When I defined positive reinforcement training and gave some examples, one of the teens asked, "But how does positive reinforcement/rewarding good behavior work with juveniles -- don't you have to use other ways, too?"
I can see these folks are going to keep me on my toes! "Positive reinforcement doesn't mean there aren't consequences," I explained. I gave an example of a less than charming behavior of Maddie's when we first adopted her, where she grabbed anything that contained a tennis ball, whether it was a human hand or a flinger. One day at the dog park an innocent man was standing and talking to another person. His ball flinger rested on his left arm while he held it with his right hand. Maddie suddenly launched through the air and attached her mouth to the ball end of the flinger. After apologizing profusely to the man, I removed Maddie from the dog park.
"So the consequence was simply that Maddie didn't get to do something she enjoyed doing. There is no actual punishment, or telling her she's a bad dog," I said. The boy nodded and smiled. I sensed he really got it.
I later explained how in puppy mills dogs are stacked in cages, often with chicken wire floors that they never stepped out of. I shared that these dogs often never saw the light of day, were bred repeatedly, usually did not receive needed health care, and were disposed of when no longer needed. With the exception a couple of the teens who had an idea what a puppy mill was, the others were clearly surprised when I described the conditions and how the dogs are treated.
"So when you buy a dog from a pet store, the cute puppy in the window, you're actually supporting puppy mills," I told them.
Some of the kids looked a bit stunned, so I let that register for a moment.

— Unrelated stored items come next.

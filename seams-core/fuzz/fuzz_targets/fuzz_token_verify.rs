#![no_main]

//! Fuzz target for attendance token verification
//!
//! Run with: cargo +nightly fuzz run fuzz_token_verify

use chrono::Utc;
use libfuzzer_sys::fuzz_target;
use seams_core::AttendanceSigner;

fuzz_target!(|data: &[u8]| {
    let Ok(token) = std::str::from_utf8(data) else {
        return;
    };
    if let Ok(signer) = AttendanceSigner::new(vec![0x5a; 32]) {
        // Random input cannot carry a valid tag; only errors are acceptable
        assert!(signer.verify(token, Utc::now()).is_err());
    }
});
#[tokio::test]
async fn test_reject_frees_seat_and_blocks_reregistration() {
    let app = TestApp::new();
    let (_, admin) = app.seed_user("Ada", Role::Admin).await;
    let (_, student) = app.seed_user("Sam", Role::Student).await;
    let (_, other) = app.seed_user("Tara", Role::Student).await;
    let event_id = approved_event(&app, &admin, 5, Some(1)).await;

    let body = json!({ "event_id": event_id });
    let (_, registration) = app
        .send("POST", "/api/registrations", Some(&student), Some(body.clone()))
        .await;
    let registration_id = registration["id"].as_str().unwrap();

    let (status, json) = app
        .send(
            "POST",
            &format!("/api/registrations/{}/reject", registration_id),
            Some(&admin),
            None,
        )
        .await;
    assert_eq!(status, StatusCode::OK);
    assert_eq!(json["status"], "rejected");

    let (status, json) = app
        .send("POST", "/api/registrations", Some(&student), Some(body.clone()))
        .await;
    assert_eq!(status, StatusCode::BAD_REQUEST);
    assert_eq!(json["code"], "REGISTRATION_REJECTED");

    // The freed seat goes to someone else
    let (status, _) = app
        .send("POST", "/api/registrations", Some(&other), Some(body))
        .await;
    assert_eq!(status, StatusCode::CREATED);
}

#[tokio::test]
async fn test_event_registrations_listing() {
    let app = TestApp::new();
    let (_, admin) = app.seed_user("Ada", Role::Admin).await;
    let (_, student) = app.seed_user("Sam", Role::Student).await;
    let event_id = approved_event(&app, &admin, 5, None).await;
    app.send("POST", "/api/registrations", Some(&student), Some(json!({ "event_id": event_id })))
        .await;

    let (status, _) = app.send("GET", "/api/registrations", Some(&admin), None).await;
    assert_eq!(status, StatusCode::BAD_REQUEST);

    let (status, json) = app
        .send("GET", &format!("/api/registrations?event_id={}", event_id), Some(&admin), None)
        .await;
    assert_eq!(status, StatusCode::OK);
    assert_eq!(json[0]["student"]["name"], "Sam");

    let (_, stats) = app.send("GET", "/api/events/coordinator/stats", Some(&admin), None).await;
    assert_eq!(stats[0]["participants"].as_array().unwrap().len(), 1);
}
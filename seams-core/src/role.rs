use std::fmt;
use std::str::FromStr;

use serde::{Deserialize, Serialize};

use crate::error::{Result, SeamsError};

/// Account role. Determines which operations a user may perform.
#[derive(Debug, Clone, Copy, Default, PartialEq, Eq, Hash, Serialize, Deserialize)]
#[serde(rename_all = "lowercase")]
pub enum Role {
    #[default]
    Student,
    Coordinator,
    Faculty,
    Admin,
}

impl Role {
    pub const ALL: [Role; 4] = [Role::Student, Role::Coordinator, Role::Faculty, Role::Admin];

    pub fn as_str(&self) -> &'static str {
        match self {
            Role::Student => "student",
            Role::Coordinator => "coordinator",
            Role::Faculty => "faculty",
            Role::Admin => "admin",
        }
    }

    /// Coordinators, faculty and admins may create and run events.
    pub fn can_manage_events(&self) -> bool {
        matches!(self, Role::Coordinator | Role::Faculty | Role::Admin)
    }

    /// Events created by faculty and admins skip the approval queue.
    pub fn auto_approves_events(&self) -> bool {
        matches!(self, Role::Faculty | Role::Admin)
    }

    pub fn is_admin(&self) -> bool {
        matches!(self, Role::Admin)
    }
}

impl fmt::Display for Role {
    fn fmt(&self, f: &mut fmt::Formatter<'_>) -> fmt::Result {
        f.write_str(self.as_str())
    }
}

impl FromStr for Role {
    type Err = SeamsError;

    fn from_str(s: &str) -> Result<Self> {
        match s.trim().to_ascii_lowercase().as_str() {
            "student" => Ok(Role::Student),
            "coordinator" => Ok(Role::Coordinator),
            "faculty" => Ok(Role::Faculty),
            "admin" => Ok(Role::Admin),
            other => Err(SeamsError::InvalidInput(format!("unknown role '{}'", other))),
        }
    }
}

impl TryFrom<String> for Role {
    type Error = SeamsError;

    fn try_from(value: String) -> Result<Self> {
        value.parse()
    }
}
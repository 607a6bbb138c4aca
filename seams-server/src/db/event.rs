//! Event entity and repository
//!
//! Events carry their own seat counter (`registered_count`) and the binding
//! for the currently valid attendance QR code (`qr_nonce`, `qr_active`,
//! `qr_expires_at`).

use chrono::{DateTime, NaiveDate, Utc};
use seams_core::{
    validate_date_range, EventCategory, EventDraft, EventPatch, EventStatus, SeamsError,
};
use serde::Serialize;
use sqlx::FromRow;
use utoipa::ToSchema;
use uuid::Uuid;

use super::{Backend, StoreError};

/// Event entity from database
#[derive(Debug, Clone, FromRow)]
pub struct Event {
    pub id: Uuid,
    pub title: String,
    pub description: String,
    pub date: NaiveDate,
    pub time: String,
    pub end_date: Option<NaiveDate>,
    pub end_time: Option<String>,
    pub venue: String,
    #[sqlx(try_from = "String")]
    pub category: EventCategory,
    pub points: i32,
    pub max_participants: Option<i32>,
    pub registered_count: i32,
    pub poster: Option<String>,
    pub coordinators: Vec<String>,
    pub organizer_id: Uuid,
    #[sqlx(try_from = "String")]
    pub status: EventStatus,
    pub qr_nonce: Option<Uuid>,
    pub qr_active: bool,
    pub qr_expires_at: Option<DateTime<Utc>>,
    pub created_at: DateTime<Utc>,
    pub updated_at: DateTime<Utc>,
}

impl Event {
    /// Apply a partial update in place, enforcing the rules that need the
    /// stored event: date range and not shrinking below current sign-ups.
    pub fn apply_patch(&mut self, patch: &EventPatch) -> Result<(), SeamsError> {
        patch.validate()?;

        let date = patch.date.unwrap_or(self.date);
        let end_date = patch.end_date.or(self.end_date);
        validate_date_range(date, end_date)?;

        if let Some(max) = patch.max_participants {
            if max < self.registered_count {
                return Err(SeamsError::InvalidInput(format!(
                    "max_participants ({}) is below current registrations ({})",
                    max, self.registered_count
                )));
            }
        }

        if let Some(title) = &patch.title {
            self.title = title.trim().to_string();
        }
        if let Some(description) = &patch.description {
            self.description = description.trim().to_string();
        }
        if let Some(time) = &patch.time {
            self.time = time.trim().to_string();
        }
        if let Some(venue) = &patch.venue {
            self.venue = venue.trim().to_string();
        }
        if let Some(category) = patch.category {
            self.category = category;
        }
        if let Some(points) = patch.points {
            self.points = points;
        }
        if patch.max_participants.is_some() {
            self.max_participants = patch.max_participants;
        }
        if patch.poster.is_some() {
            self.poster = patch.poster.clone();
        }
        if patch.end_time.is_some() {
            self.end_time = patch.end_time.clone();
        }
        if let Some(coordinators) = &patch.coordinators {
            self.coordinators = coordinators.clone();
        }
        self.date = date;
        self.end_date = end_date;
        self.updated_at = Utc::now();
        Ok(())
    }
}
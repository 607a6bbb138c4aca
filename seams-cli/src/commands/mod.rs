//! Subcommand implementations.

pub mod admin;
pub mod clear;
pub mod inspect;
pub mod users;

Then I made the distinction between puppy mills and responsible, reputable breeders. We talked about dog adoption, and how you can get just about any purebred dog from a breed rescue group.

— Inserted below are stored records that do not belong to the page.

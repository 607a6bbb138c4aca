//! Sequenced publish/subscribe hub with bounded replay.
//!
//! Ordering: `publish` assigns `seq`, appends to the replay ring and fans out
//! while holding the hub lock, and `subscribe` snapshots the ring and
//! registers under the same lock. Every notification a subscriber can see
//! therefore arrives exactly once, either in its replay or live, in `seq`
//! order.
//!
//! Backpressure: each subscriber has a bounded queue filled with
//! `try_send`. A full queue drops that subscriber; its stream drains what
//! was queued and ends with [`Frame::Lagged`]. Publishers never wait.
//!
//! Shutdown: [`NotificationHub::close`] drops every sender, so open streams
//! drain and end, and later subscriptions end after their replay.

use std::collections::{HashSet, VecDeque};
use std::pin::Pin;
use std::sync::atomic::{AtomicBool, AtomicU64, Ordering};
use std::sync::{Arc, Mutex};
use std::task::{Context, Poll};

use chrono::{DateTime, Utc};
use dashmap::DashMap;
use futures_util::Stream;
use serde::Serialize;
use tokio::sync::mpsc;
use tokio::sync::mpsc::error::TrySendError;

use super::{NotificationKind, Room};

/// A published notification
#[derive(Debug, Clone, Serialize)]
pub struct Notification {
    pub seq: u64,
    pub kind: NotificationKind,
    #[serde(skip)]
    pub rooms: Vec<Room>,
    pub payload: serde_json::Value,
    pub created_at: DateTime<Utc>,
}

impl Notification {
    fn visible_to(&self, rooms: &HashSet<Room>) -> bool {
        self.rooms.iter().any(|r| rooms.contains(r))
    }
}

/// What a subscription yields
#[derive(Debug, Clone)]
pub enum Frame {
    Notification(Arc<Notification>),
    /// The requested resume point is no longer retained; refetch state.
    ResyncRequired { latest_seq: u64 },
    /// The subscriber fell behind and was disconnected.
    Lagged { last_delivered: u64 },
}

struct SubscriberHandle {
    rooms: HashSet<Room>,
    tx: mpsc::Sender<Frame>,
    lagged: Arc<AtomicBool>,
}

struct Ring {
    /// Last assigned sequence number; 0 before the first publish
    head: u64,
    entries: VecDeque<Arc<Notification>>,
}

struct HubInner {
    ring: Mutex<Ring>,
    subscribers: DashMap<u64, SubscriberHandle>,
    next_subscriber: AtomicU64,
    closed: AtomicBool,
    replay_capacity: usize,
    subscriber_buffer: usize,
}

/// Fan-out hub for domain notifications
#[derive(Clone)]
pub struct NotificationHub {
    inner: Arc<HubInner>,
}

impl NotificationHub {
    pub fn new(replay_capacity: usize, subscriber_buffer: usize) -> Self {
        Self {
            inner: Arc::new(HubInner {
                ring: Mutex::new(Ring {
                    head: 0,
                    entries: VecDeque::with_capacity(replay_capacity.max(1)),
                }),
                subscribers: DashMap::new(),
                next_subscriber: AtomicU64::new(1),
                closed: AtomicBool::new(false),
                replay_capacity: replay_capacity.max(1),
                subscriber_buffer: subscriber_buffer.max(1),
            }),
        }
    }

    /// Publish to every subscriber in any of `rooms`. Returns the assigned seq.
    pub fn publish(
        &self,
        kind: NotificationKind,
        rooms: Vec<Room>,
        payload: serde_json::Value,
    ) -> u64 {
        let mut ring = match self.inner.ring.lock() {
            Ok(guard) => guard,
            Err(poisoned) => poisoned.into_inner(),
        };

        ring.head += 1;
        let notification = Arc::new(Notification {
            seq: ring.head,
            kind,
            rooms,
            payload,
            created_at: Utc::now(),
        });

        if ring.entries.len() == self.inner.replay_capacity {
            ring.entries.pop_front();
        }
        ring.entries.push_back(notification.clone());

        let mut dropped = Vec::new();
        for entry in self.inner.subscribers.iter() {
            if !notification.visible_to(&entry.rooms) {
                continue;
            }
            match entry.tx.try_send(Frame::Notification(notification.clone())) {
                Ok(()) => {}
                Err(TrySendError::Full(_)) => {
                    entry.lagged.store(true, Ordering::Release);
                    dropped.push(*entry.key());
                }
                Err(TrySendError::Closed(_)) => dropped.push(*entry.key()),
            }
        }
        for id in dropped {
            if let Some((_, handle)) = self.inner.subscribers.remove(&id) {
                if handle.lagged.load(Ordering::Acquire) {
                    tracing::warn!(
                        subscriber = id,
                        seq = notification.seq,
                        "Notification subscriber lagged, disconnecting"
                    );
                }
            }
        }

        tracing::debug!(
            seq = notification.seq,
            kind = notification.kind.as_str(),
            "Notification published"
        );
        notification.seq
    }

    /// Subscribe to `rooms`, resuming after `last_seen` when given.
    pub fn subscribe(&self, rooms: Vec<Room>, last_seen: Option<u64>) -> Subscription {
        let rooms: HashSet<Room> = rooms.into_iter().collect();
        let (tx, rx) = mpsc::channel(self.inner.subscriber_buffer);
        let lagged = Arc::new(AtomicBool::new(false));
        let id = self.inner.next_subscriber.fetch_add(1, Ordering::Relaxed);

        let ring = match self.inner.ring.lock() {
            Ok(guard) => guard,
            Err(poisoned) => poisoned.into_inner(),
        };

        let mut pending = VecDeque::new();
        if let Some(last_seen) = last_seen {
            let oldest = ring.entries.front().map_or(ring.head + 1, |n| n.seq);
            if last_seen > ring.head || last_seen + 1 < oldest {
                pending.push_back(Frame::ResyncRequired {
                    latest_seq: ring.head,
                });
            } else {
                pending.extend(
                    ring.entries
                        .iter()
                        .filter(|n| n.seq > last_seen && n.visible_to(&rooms))
                        .cloned()
                        .map(Frame::Notification),
                );
            }
        }

        if !self.inner.closed.load(Ordering::Acquire) {
            self.inner.subscribers.insert(
                id,
                SubscriberHandle {
                    rooms,
                    tx,
                    lagged: lagged.clone(),
                },
            );
        }
        drop(ring);

        tracing::debug!(subscriber = id, replayed = pending.len(), "Subscriber registered");

        Subscription {
            id,
            hub: self.inner.clone(),
            pending,
            rx,
            lagged,
            last_delivered: last_seen.unwrap_or(0),
            finished: false,
        }
    }

    /// End every open subscription and refuse new live ones.
    pub fn close(&self) {
        let _ring = match self.inner.ring.lock() {
            Ok(guard) => guard,
            Err(poisoned) => poisoned.into_inner(),
        };
        self.inner.closed.store(true, Ordering::Release);
        let open = self.inner.subscribers.len();
        self.inner.subscribers.clear();
        tracing::info!(subscribers = open, "Notification hub closed");
    }

    /// Number of live subscribers
    pub fn subscriber_count(&self) -> usize {
        self.inner.subscribers.len()
    }

    /// Last assigned sequence number
    pub fn latest_seq(&self) -> u64 {
        match self.inner.ring.lock() {
            Ok(ring) => ring.head,
            Err(poisoned) => poisoned.into_inner().head,
        }
    }
}

/// A live subscription. Dropping it unregisters the subscriber.
pub struct Subscription {
    id: u64,
    hub: Arc<HubInner>,
    pending: VecDeque<Frame>,
    rx: mpsc::Receiver<Frame>,
    lagged: Arc<AtomicBool>,
    last_delivered: u64,
    finished: bool,
}

impl Subscription {
    fn track(&mut self, frame: &Frame) {
        match frame {
            Frame::Notification(n) => self.last_delivered = n.seq,
            Frame::ResyncRequired { latest_seq } => self.last_delivered = *latest_seq,
            Frame::Lagged { .. } => {}
        }
    }
}

impl Stream for Subscription {
    type Item = Frame;

    fn poll_next(mut self: Pin<&mut Self>, cx: &mut Context<'_>) -> Poll<Option<Frame>> {
        if let Some(frame) = self.pending.pop_front() {
            self.track(&frame);
            return Poll::Ready(Some(frame));
        }
        if self.finished {
            return Poll::Ready(None);
        }
        match self.rx.poll_recv(cx) {
            Poll::Ready(Some(frame)) => {
                self.track(&frame);
                Poll::Ready(Some(frame))
            }
            Poll::Ready(None) => {
                self.finished = true;
                if self.lagged.load(Ordering::Acquire) {
                    Poll::Ready(Some(Frame::Lagged {
                        last_delivered: self.last_delivered,
                    }))
                } else {
                    Poll::Ready(None)
                }
            }
            Poll::Pending => Poll::Pending,
        }
    }
}

impl Drop for Subscription {
    fn drop(&mut self) {
        if self.hub.subscribers.remove(&self.id).is_some() {
            tracing::debug!(subscriber = self.id, "Subscriber unregistered");
        }
    }
}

"But what about the cute puppy in the pet store?" asked one of the boys. "It's not their fault they came from a puppy mill, and they need rescued too."
"That's a good point," I responded. I just want you to know that if you buy that puppy in the window that your money is supporting puppy mills. And often those pups from the mills end up with health problems."

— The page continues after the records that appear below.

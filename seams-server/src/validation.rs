//! Request validation module
//!
//! Field checks shared by the account and listing endpoints. Event field
//! rules live in `seams_core::event`.

use crate::error::ApiError;

/// Minimum password length
pub const MIN_PASSWORD_LEN: usize = 8;

/// Default page size for audit listings
pub const DEFAULT_AUDIT_LIMIT: i64 = 50;

/// Maximum page size for audit listings
pub const MAX_AUDIT_LIMIT: i64 = 200;

/// Trim and lowercase an email address, rejecting obviously invalid ones
pub fn normalize_email(email: &str) -> Result<String, ApiError> {
    let email = email.trim().to_lowercase();
    let valid = match email.split_once('@') {
        Some((local, domain)) => {
            !local.is_empty()
                && !domain.is_empty()
                && !domain.contains('@')
                && !email.chars().any(char::is_whitespace)
        }
        None => false,
    };
    if valid {
        Ok(email)
    } else {
        Err(ApiError::bad_request("A valid email address is required"))
    }
}

pub fn validate_password(password: &str) -> Result<(), ApiError> {
    if password.chars().count() < MIN_PASSWORD_LEN {
        Err(ApiError::bad_request(format!(
            "Password must be at least {} characters",
            MIN_PASSWORD_LEN
        )))
    } else {
        Ok(())
    }
}

/// Trimmed value of a required text field
pub fn require_text(field: &str, value: &str) -> Result<String, ApiError> {
    let value = value.trim();
    if value.is_empty() {
        Err(ApiError::bad_request(format!("{} is required", field)))
    } else {
        Ok(value.to_string())
    }
}

/// Trim optional text, mapping blank to `None`
pub fn optional_text(value: Option<String>) -> Option<String> {
    value
        .map(|v| v.trim().to_string())
        .filter(|v| !v.is_empty())
}

/// Clamp pagination for audit listings
pub fn page_bounds(limit: Option<i64>, offset: Option<i64>) -> (i64, i64) {
    let limit = limit
        .unwrap_or(DEFAULT_AUDIT_LIMIT)
        .clamp(1, MAX_AUDIT_LIMIT);
    let offset = offset.unwrap_or(0).max(0);
    (limit, offset)
}
//! Server configuration module
//!
//! Handles loading configuration from environment variables with sensible defaults.

use std::net::SocketAddr;
use std::str::FromStr;

use rand::RngCore;
use seams_core::MIN_KEY_LEN;

/// Longest accepted session lifetime
pub const MAX_JWT_TTL_DAYS: i64 = 365;
/// Longest accepted attendance QR lifetime (one week)
pub const MAX_QR_TOKEN_TTL_SECS: i64 = 7 * 86_400;

/// Server configuration loaded from environment variables
#[derive(Clone)]
pub struct Config {
    /// Server port (default: 5000)
    pub port: u16,
    /// Server host (default: 127.0.0.1)
    pub host: [u8; 4],
    /// Allowed CORS origins, comma-separated (default: allow all in dev)
    pub allowed_origins: Option<Vec<String>>,
    /// Request body limit in MB (default: 10)
    pub body_limit_mb: usize,
    /// Request timeout in seconds (default: 30)
    pub timeout_secs: u64,
    /// Enable rate limiting (default: false for tests, true when loaded from env)
    pub rate_limit_enabled: bool,
    /// Rate limit: requests per second (default: 10)
    pub rate_limit_per_sec: u64,
    /// Rate limit: burst size (default: 20)
    pub rate_limit_burst: u32,
    /// PostgreSQL connection string; in-memory storage when unset
    pub database_url: Option<String>,
    /// Database connection pool maximum connections (default: 20)
    pub database_max_connections: u32,
    /// Database connection pool minimum connections (default: 2)
    pub database_min_connections: u32,
    /// HS256 secret for session tokens
    pub jwt_secret: String,
    /// Session token lifetime in days (default: 30)
    pub jwt_ttl_days: i64,
    /// Key for attendance QR token tags (at least 32 bytes)
    pub qr_signing_key: Vec<u8>,
    /// Attendance QR lifetime in seconds (default: 3600)
    pub qr_token_ttl_secs: i64,
    /// Base URL of the web client, used in emailed links
    pub frontend_url: String,
    /// HTTP mail relay endpoint; mail is only logged when unset
    pub mail_relay_url: Option<String>,
    /// Bearer token for the mail relay
    pub mail_relay_token: Option<String>,
    /// Sender address for outgoing mail
    pub mail_from: String,
    /// Notifications retained for replay on reconnect (default: 1024)
    pub notify_replay_capacity: usize,
    /// Per-subscriber queue length before the subscriber is dropped (default: 64)
    pub notify_subscriber_buffer: usize,
}

impl Default for Config {
    fn default() -> Self {
        Self {
            port: 5000,
            host: [127, 0, 0, 1],
            allowed_origins: None, // None = allow all (dev mode)
            body_limit_mb: 10,
            timeout_secs: 30,
            rate_limit_enabled: false, // Disabled by default (for tests)
            rate_limit_per_sec: 10,
            rate_limit_burst: 20,
            database_url: None,
            database_max_connections: 20,
            database_min_connections: 2,
            jwt_secret: random_secret_hex(),
            jwt_ttl_days: 30,
            qr_signing_key: seams_core::AttendanceSigner::generate_key(),
            qr_token_ttl_secs: 3600,
            frontend_url: "http://localhost:5173".to_string(),
            mail_relay_url: None,
            mail_relay_token: None,
            mail_from: "SEAMS <no-reply@seams.local>".to_string(),
            notify_replay_capacity: 1024,
            notify_subscriber_buffer: 64,
        }
    }
}

impl Config {
    /// Load configuration from environment variables
    pub fn from_env() -> Self {
        let defaults = Self::default();

        let host = std::env::var("HOST")
            .ok()
            .map(|h| {
                if h == "0.0.0.0" {
                    [0, 0, 0, 0]
                } else {
                    [127, 0, 0, 1]
                }
            })
            .unwrap_or([127, 0, 0, 1]);

        let allowed_origins = std::env::var("ALLOWED_ORIGINS").ok().map(|origins| {
            origins
                .split(',')
                .map(|s| s.trim().to_string())
                .filter(|s| !s.is_empty())
                .collect()
        });

        // Rate limiting enabled by default in production, can be disabled with RATE_LIMIT_ENABLED=false
        let rate_limit_enabled = std::env::var("RATE_LIMIT_ENABLED")
            .map(|v| v.to_lowercase() != "false")
            .unwrap_or(true);

        let database_url = non_empty_var("DATABASE_URL");

        let jwt_secret = non_empty_var("JWT_SECRET").unwrap_or_else(|| {
            tracing::warn!("JWT_SECRET not set, using a random secret; sessions end on restart");
            defaults.jwt_secret.clone()
        });

        let qr_signing_key = match non_empty_var("QR_SIGNING_KEY").map(|v| parse_signing_key(&v)) {
            Some(Some(key)) => key,
            Some(None) => {
                tracing::warn!(
                    min_bytes = MIN_KEY_LEN,
                    "QR_SIGNING_KEY too short, using a random key"
                );
                defaults.qr_signing_key.clone()
            }
            None => {
                tracing::warn!("QR_SIGNING_KEY not set, using a random key; QR codes end on restart");
                defaults.qr_signing_key.clone()
            }
        };

        let frontend_url = non_empty_var("FRONTEND_URL")
            .filter(|u| {
                let valid = url::Url::parse(u).is_ok();
                if !valid {
                    tracing::warn!(frontend_url = %u, "FRONTEND_URL is not a valid URL, ignoring");
                }
                valid
            })
            .map(|u| u.trim_end_matches('/').to_string())
            .unwrap_or(defaults.frontend_url);

        let mail_relay_url = non_empty_var("MAIL_RELAY_URL").filter(|u| {
            let valid = url::Url::parse(u).is_ok();
            if !valid {
                tracing::warn!(mail_relay_url = %u, "MAIL_RELAY_URL is not a valid URL, ignoring");
            }
            valid
        });

        Self {
            port: env_or("PORT", defaults.port),
            host,
            allowed_origins,
            body_limit_mb: env_or("BODY_LIMIT_MB", defaults.body_limit_mb),
            timeout_secs: env_or("REQUEST_TIMEOUT_SECS", defaults.timeout_secs),
            rate_limit_enabled,
            rate_limit_per_sec: env_or("RATE_LIMIT_PER_SEC", defaults.rate_limit_per_sec),
            rate_limit_burst: env_or("RATE_LIMIT_BURST", defaults.rate_limit_burst),
            database_url,
            database_max_connections: env_or(
                "DATABASE_MAX_CONNECTIONS",
                defaults.database_max_connections,
            ),
            database_min_connections: env_or(
                "DATABASE_MIN_CONNECTIONS",
                defaults.database_min_connections,
            ),
            jwt_secret,
            jwt_ttl_days: env_or("JWT_TTL_DAYS", defaults.jwt_ttl_days)
                .clamp(1, MAX_JWT_TTL_DAYS),
            qr_signing_key,
            qr_token_ttl_secs: env_or("QR_TOKEN_TTL_SECS", defaults.qr_token_ttl_secs)
                .clamp(60, MAX_QR_TOKEN_TTL_SECS),
            frontend_url,
            mail_relay_url,
            mail_relay_token: non_empty_var("MAIL_RELAY_TOKEN"),
            mail_from: non_empty_var("MAIL_FROM").unwrap_or(defaults.mail_from),
            notify_replay_capacity: env_or(
                "NOTIFY_REPLAY_CAPACITY",
                defaults.notify_replay_capacity,
            )
            .max(1),
            notify_subscriber_buffer: env_or(
                "NOTIFY_SUBSCRIBER_BUFFER",
                defaults.notify_subscriber_buffer,
            )
            .max(1),
        }
    }

    /// Time allowed for sending one account email, retries included.
    /// Always below the request timeout.
    pub fn mail_timeout(&self) -> std::time::Duration {
        std::time::Duration::from_millis(self.timeout_secs.saturating_mul(500).max(100))
    }

    /// Get socket address from config
    pub fn socket_addr(&self) -> SocketAddr {
        SocketAddr::from((self.host, self.port))
    }
}

impl std::fmt::Debug for Config {
    fn fmt(&self, f: &mut std::fmt::Formatter<'_>) -> std::fmt::Result {
        f.debug_struct("Config")
            .field("addr", &self.socket_addr())
            .field("allowed_origins", &self.allowed_origins)
            .field("rate_limit_enabled", &self.rate_limit_enabled)
            .field("database", &self.database_url.as_ref().map(|_| "postgres"))
            .field("jwt_ttl_days", &self.jwt_ttl_days)
            .field("qr_token_ttl_secs", &self.qr_token_ttl_secs)
            .field("frontend_url", &self.frontend_url)
            .field("mail_relay", &self.mail_relay_url.is_some())
            .field("notify_replay_capacity", &self.notify_replay_capacity)
            .field("notify_subscriber_buffer", &self.notify_subscriber_buffer)
            .finish_non_exhaustive()
    }
}

fn non_empty_var(name: &str) -> Option<String> {
    std::env::var(name)
        .ok()
        .map(|v| v.trim().to_string())
        .filter(|v| !v.is_empty())
}

fn env_or<T: FromStr>(name: &str, default: T) -> T {
    std::env::var(name)
        .ok()
        .and_then(|v| v.trim().parse().ok())
        .unwrap_or(default)
}

fn random_secret_hex() -> String {
    let mut bytes = [0u8; 32];
    rand::rngs::OsRng.fill_bytes(&mut bytes);
    hex::encode(bytes)
}

/// Interpret a configured signing key.
///
/// Hex strings are decoded; anything else is used as raw UTF-8 bytes.
/// Returns `None` when the resulting key is too short.
pub fn parse_signing_key(value: &str) -> Option<Vec<u8>> {
    let key = match hex::decode(value) {
        Ok(bytes) => bytes,
        Err(_) => value.as_bytes().to_vec(),
    };
    (key.len() >= MIN_KEY_LEN).then_some(key)
}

And doesn't he make an excellent point? What is the answer to that one? It isn't the pup's fault, and they do need rescued! I think the answer lies in prevention and getting those pet stores to either close or adopt out rescued dogs instead, so the puppy doesn't end up there in the first place. Then puppy mills will have fewer outlets to sell puppies to.
"Why are puppy mills legal? I mean, how can they be?" asked another of the boys.
How do you explain that one? "Great question," I tell them. "Animal advocates are working to legislate changes, like reducing the number of dogs a facility can have, but the needed changes are slow."
"Why is something like dog fighting illegal but being locked in a cage 24/7 not illegal? They're both hurting the dog," comments another.
"Great point," I tell him. "I wish I could answer that one." I like these kids. So does Maddie. After each one tossed her toy for her, I gave them a verbal post-quiz for what we had covered. Their positive reinforcement for right answers? Jolly Rancher candies. Although I was a bit embarrassed by how many times I reached into Maddie's treat bag to give them a treat rather than the candy bag! Whoops!
I was moved by their attention and interest in our humane education topics. I thought these kids raised some great questions. What do you think? If you have responses to some of their questions I'd love to hear them.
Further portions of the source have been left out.